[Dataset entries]
^^^^^^^^^^^^^^^^

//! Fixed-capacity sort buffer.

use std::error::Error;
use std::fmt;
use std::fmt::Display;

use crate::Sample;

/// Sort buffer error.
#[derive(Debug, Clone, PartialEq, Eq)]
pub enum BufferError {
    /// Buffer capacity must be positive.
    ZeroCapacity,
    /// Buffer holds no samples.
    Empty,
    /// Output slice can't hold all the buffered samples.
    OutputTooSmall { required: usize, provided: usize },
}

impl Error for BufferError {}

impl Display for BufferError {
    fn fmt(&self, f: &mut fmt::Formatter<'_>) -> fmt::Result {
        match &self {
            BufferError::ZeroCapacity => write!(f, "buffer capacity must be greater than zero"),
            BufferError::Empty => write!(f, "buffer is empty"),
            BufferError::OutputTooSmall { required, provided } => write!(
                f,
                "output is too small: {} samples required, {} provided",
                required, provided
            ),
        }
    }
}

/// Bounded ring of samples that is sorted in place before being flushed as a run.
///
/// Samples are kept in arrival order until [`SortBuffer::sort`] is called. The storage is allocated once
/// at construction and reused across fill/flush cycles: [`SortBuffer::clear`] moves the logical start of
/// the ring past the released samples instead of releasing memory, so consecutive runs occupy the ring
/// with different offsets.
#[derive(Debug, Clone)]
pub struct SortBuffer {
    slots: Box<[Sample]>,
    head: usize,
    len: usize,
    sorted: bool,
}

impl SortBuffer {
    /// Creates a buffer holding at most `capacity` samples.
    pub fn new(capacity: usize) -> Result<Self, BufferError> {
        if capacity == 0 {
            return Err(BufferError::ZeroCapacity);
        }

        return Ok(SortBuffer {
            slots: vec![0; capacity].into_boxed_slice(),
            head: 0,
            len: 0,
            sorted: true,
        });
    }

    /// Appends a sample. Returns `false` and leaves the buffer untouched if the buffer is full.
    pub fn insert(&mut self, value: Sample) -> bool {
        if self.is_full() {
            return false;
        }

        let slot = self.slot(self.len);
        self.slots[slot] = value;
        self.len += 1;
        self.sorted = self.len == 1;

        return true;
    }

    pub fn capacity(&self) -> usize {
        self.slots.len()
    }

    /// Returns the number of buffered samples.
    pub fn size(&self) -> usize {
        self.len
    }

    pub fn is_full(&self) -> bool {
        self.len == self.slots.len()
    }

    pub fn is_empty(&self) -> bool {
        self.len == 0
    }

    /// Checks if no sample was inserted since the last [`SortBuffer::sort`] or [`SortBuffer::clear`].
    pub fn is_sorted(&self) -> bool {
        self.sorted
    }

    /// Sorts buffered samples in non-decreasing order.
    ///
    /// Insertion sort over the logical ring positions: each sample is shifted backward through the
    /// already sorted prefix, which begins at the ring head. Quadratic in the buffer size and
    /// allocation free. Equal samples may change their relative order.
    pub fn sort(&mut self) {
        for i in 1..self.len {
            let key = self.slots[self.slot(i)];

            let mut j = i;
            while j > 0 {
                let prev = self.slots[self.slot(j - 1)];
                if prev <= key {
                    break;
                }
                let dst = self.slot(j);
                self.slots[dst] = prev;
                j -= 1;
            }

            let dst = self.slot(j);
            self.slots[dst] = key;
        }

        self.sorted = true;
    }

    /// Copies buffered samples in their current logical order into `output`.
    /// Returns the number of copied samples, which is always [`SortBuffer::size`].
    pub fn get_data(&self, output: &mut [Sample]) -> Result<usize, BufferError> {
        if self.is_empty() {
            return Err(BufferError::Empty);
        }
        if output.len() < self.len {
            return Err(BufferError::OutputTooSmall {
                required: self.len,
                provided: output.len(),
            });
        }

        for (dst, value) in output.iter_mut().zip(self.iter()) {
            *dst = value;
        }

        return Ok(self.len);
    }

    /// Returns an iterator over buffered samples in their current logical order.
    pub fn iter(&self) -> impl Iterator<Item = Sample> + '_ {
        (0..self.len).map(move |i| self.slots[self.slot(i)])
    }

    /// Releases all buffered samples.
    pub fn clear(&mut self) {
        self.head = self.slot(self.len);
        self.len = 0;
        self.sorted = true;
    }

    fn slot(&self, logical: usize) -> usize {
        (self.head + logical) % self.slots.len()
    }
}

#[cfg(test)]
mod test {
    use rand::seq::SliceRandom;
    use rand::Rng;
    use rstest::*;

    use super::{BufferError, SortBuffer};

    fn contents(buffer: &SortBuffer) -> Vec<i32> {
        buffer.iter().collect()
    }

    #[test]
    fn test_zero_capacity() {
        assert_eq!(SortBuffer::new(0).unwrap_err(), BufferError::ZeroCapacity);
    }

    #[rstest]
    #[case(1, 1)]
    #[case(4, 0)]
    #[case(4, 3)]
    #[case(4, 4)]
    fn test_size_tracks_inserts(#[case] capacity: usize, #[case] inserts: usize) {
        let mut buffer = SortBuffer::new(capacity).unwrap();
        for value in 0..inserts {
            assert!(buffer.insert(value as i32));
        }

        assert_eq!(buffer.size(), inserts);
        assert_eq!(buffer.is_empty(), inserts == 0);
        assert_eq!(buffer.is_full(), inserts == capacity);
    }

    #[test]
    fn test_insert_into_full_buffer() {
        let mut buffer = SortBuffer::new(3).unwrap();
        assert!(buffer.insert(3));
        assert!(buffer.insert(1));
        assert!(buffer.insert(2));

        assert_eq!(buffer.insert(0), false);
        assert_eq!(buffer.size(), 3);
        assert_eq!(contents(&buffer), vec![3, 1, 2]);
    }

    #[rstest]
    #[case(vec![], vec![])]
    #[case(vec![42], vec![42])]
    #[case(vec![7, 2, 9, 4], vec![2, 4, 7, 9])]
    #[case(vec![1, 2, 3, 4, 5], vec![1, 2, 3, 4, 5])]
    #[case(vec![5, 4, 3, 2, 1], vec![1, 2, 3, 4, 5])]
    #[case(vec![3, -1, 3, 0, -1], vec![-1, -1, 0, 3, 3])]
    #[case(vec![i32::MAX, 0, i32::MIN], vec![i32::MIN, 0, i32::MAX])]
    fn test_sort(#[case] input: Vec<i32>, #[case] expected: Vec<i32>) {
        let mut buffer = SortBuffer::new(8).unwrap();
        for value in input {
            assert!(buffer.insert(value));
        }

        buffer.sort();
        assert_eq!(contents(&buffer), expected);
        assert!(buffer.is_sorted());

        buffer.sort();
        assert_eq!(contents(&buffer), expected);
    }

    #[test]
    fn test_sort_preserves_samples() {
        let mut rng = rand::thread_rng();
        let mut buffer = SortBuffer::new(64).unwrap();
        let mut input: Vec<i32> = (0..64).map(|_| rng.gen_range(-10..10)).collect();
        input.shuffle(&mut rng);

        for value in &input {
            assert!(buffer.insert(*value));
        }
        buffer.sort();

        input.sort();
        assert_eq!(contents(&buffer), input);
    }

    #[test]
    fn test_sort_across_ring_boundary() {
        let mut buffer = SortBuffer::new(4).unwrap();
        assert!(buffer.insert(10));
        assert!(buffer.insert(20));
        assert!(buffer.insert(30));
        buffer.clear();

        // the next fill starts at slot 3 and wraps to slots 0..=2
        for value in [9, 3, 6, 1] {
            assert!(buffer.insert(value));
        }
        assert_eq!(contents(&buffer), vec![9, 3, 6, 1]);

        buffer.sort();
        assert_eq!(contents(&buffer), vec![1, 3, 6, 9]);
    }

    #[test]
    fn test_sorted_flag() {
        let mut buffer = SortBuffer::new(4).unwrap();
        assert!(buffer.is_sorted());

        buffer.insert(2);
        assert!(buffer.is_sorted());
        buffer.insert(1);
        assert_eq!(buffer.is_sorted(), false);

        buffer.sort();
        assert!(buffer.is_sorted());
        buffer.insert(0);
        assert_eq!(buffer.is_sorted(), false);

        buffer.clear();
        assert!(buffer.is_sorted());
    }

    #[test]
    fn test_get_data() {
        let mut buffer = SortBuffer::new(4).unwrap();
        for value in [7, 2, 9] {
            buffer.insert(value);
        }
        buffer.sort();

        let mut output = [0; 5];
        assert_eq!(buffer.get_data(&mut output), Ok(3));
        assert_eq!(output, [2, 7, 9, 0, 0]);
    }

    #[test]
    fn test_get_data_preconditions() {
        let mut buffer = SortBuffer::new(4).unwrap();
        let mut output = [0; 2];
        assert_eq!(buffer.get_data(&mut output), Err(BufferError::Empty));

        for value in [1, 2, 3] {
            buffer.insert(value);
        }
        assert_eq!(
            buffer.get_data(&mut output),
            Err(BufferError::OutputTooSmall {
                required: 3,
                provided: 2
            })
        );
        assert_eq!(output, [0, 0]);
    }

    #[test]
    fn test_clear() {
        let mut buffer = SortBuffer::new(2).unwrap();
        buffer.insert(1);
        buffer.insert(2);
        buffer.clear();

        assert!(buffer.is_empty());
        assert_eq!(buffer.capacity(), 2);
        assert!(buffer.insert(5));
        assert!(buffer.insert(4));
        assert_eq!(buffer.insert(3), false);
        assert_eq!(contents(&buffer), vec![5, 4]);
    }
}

^^^^^^^^^^^^^^^^

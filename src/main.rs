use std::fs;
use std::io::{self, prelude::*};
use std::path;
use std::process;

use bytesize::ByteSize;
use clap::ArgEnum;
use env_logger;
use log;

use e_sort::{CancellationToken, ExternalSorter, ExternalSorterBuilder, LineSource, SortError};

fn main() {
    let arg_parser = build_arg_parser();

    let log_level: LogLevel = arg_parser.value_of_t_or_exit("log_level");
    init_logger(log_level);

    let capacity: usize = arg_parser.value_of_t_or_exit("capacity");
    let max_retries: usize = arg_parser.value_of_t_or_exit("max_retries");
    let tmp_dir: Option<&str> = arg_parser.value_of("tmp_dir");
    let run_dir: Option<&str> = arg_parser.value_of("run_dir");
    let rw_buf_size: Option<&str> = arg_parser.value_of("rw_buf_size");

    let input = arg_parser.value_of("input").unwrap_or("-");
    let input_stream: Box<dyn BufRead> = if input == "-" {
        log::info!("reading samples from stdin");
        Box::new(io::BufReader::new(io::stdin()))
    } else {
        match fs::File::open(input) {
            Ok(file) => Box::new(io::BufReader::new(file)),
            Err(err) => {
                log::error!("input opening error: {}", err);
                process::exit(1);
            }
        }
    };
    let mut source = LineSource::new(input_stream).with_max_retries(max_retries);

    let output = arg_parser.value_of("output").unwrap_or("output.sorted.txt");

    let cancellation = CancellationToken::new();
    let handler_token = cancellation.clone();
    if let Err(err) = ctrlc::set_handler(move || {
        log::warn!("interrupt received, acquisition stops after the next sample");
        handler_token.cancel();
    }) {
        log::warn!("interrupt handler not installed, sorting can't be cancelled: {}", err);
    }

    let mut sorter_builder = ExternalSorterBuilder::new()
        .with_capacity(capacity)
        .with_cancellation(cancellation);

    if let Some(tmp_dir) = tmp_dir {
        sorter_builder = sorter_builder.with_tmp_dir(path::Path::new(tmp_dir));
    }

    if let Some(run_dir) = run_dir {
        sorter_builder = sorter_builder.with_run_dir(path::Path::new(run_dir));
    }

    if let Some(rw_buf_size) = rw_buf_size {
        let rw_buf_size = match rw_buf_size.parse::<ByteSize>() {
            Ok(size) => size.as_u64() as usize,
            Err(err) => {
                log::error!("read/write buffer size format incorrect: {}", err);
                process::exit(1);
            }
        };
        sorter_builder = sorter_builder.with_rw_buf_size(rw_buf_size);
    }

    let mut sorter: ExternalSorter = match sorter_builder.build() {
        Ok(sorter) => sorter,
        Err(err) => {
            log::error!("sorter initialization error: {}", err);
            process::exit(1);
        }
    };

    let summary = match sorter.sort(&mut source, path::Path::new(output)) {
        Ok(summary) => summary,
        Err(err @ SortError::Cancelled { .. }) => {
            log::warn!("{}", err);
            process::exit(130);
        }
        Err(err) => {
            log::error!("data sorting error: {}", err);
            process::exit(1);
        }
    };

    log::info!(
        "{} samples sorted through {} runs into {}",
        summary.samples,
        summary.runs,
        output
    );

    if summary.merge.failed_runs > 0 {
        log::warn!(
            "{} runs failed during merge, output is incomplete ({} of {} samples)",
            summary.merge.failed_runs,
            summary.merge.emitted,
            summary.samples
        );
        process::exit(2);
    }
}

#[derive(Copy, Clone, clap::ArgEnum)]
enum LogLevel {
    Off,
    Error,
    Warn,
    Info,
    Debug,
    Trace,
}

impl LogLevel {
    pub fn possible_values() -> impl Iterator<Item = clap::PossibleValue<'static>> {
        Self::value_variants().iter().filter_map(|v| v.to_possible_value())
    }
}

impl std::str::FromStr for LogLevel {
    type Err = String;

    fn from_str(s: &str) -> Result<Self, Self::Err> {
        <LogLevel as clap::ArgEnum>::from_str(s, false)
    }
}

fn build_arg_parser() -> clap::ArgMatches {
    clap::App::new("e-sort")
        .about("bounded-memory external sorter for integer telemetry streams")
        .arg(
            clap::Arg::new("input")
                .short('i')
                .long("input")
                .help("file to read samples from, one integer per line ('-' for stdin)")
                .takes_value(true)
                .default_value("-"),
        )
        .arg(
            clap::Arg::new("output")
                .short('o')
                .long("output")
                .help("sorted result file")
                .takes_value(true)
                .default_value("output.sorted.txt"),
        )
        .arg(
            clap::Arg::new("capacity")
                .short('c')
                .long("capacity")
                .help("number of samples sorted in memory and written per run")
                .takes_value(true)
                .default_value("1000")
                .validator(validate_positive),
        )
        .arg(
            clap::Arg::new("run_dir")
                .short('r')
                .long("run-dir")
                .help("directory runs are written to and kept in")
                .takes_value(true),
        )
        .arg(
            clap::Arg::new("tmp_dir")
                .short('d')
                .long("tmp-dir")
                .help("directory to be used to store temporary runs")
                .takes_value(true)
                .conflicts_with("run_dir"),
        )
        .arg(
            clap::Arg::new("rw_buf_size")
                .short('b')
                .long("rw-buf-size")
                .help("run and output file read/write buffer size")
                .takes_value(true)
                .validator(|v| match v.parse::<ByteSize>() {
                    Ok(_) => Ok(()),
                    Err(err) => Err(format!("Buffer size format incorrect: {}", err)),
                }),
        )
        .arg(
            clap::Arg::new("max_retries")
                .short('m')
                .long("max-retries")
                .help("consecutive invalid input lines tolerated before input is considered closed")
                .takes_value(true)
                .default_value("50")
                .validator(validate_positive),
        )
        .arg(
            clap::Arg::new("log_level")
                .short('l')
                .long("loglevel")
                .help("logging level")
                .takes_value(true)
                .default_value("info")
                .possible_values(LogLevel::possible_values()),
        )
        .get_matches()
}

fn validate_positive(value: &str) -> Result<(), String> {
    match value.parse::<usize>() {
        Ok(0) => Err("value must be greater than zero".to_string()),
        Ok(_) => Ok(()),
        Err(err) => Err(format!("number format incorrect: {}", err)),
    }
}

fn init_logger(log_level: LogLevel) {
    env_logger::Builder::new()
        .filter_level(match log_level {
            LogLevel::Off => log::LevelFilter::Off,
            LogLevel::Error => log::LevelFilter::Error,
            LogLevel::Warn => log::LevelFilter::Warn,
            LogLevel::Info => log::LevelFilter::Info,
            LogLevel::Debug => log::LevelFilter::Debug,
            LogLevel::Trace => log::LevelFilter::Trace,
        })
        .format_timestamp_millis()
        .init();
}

^^^^^^^^^^^^^^^^

• _Work to be completed_: Among the lines above, please find those with "stdin" and copy them.

• _Exercise output_:
        log::info!("reading samples from stdin");
        Box::new(io::BufReader::new(io::stdin()))
                .help("file to read samples from, one integer per line ('-' for stdin)")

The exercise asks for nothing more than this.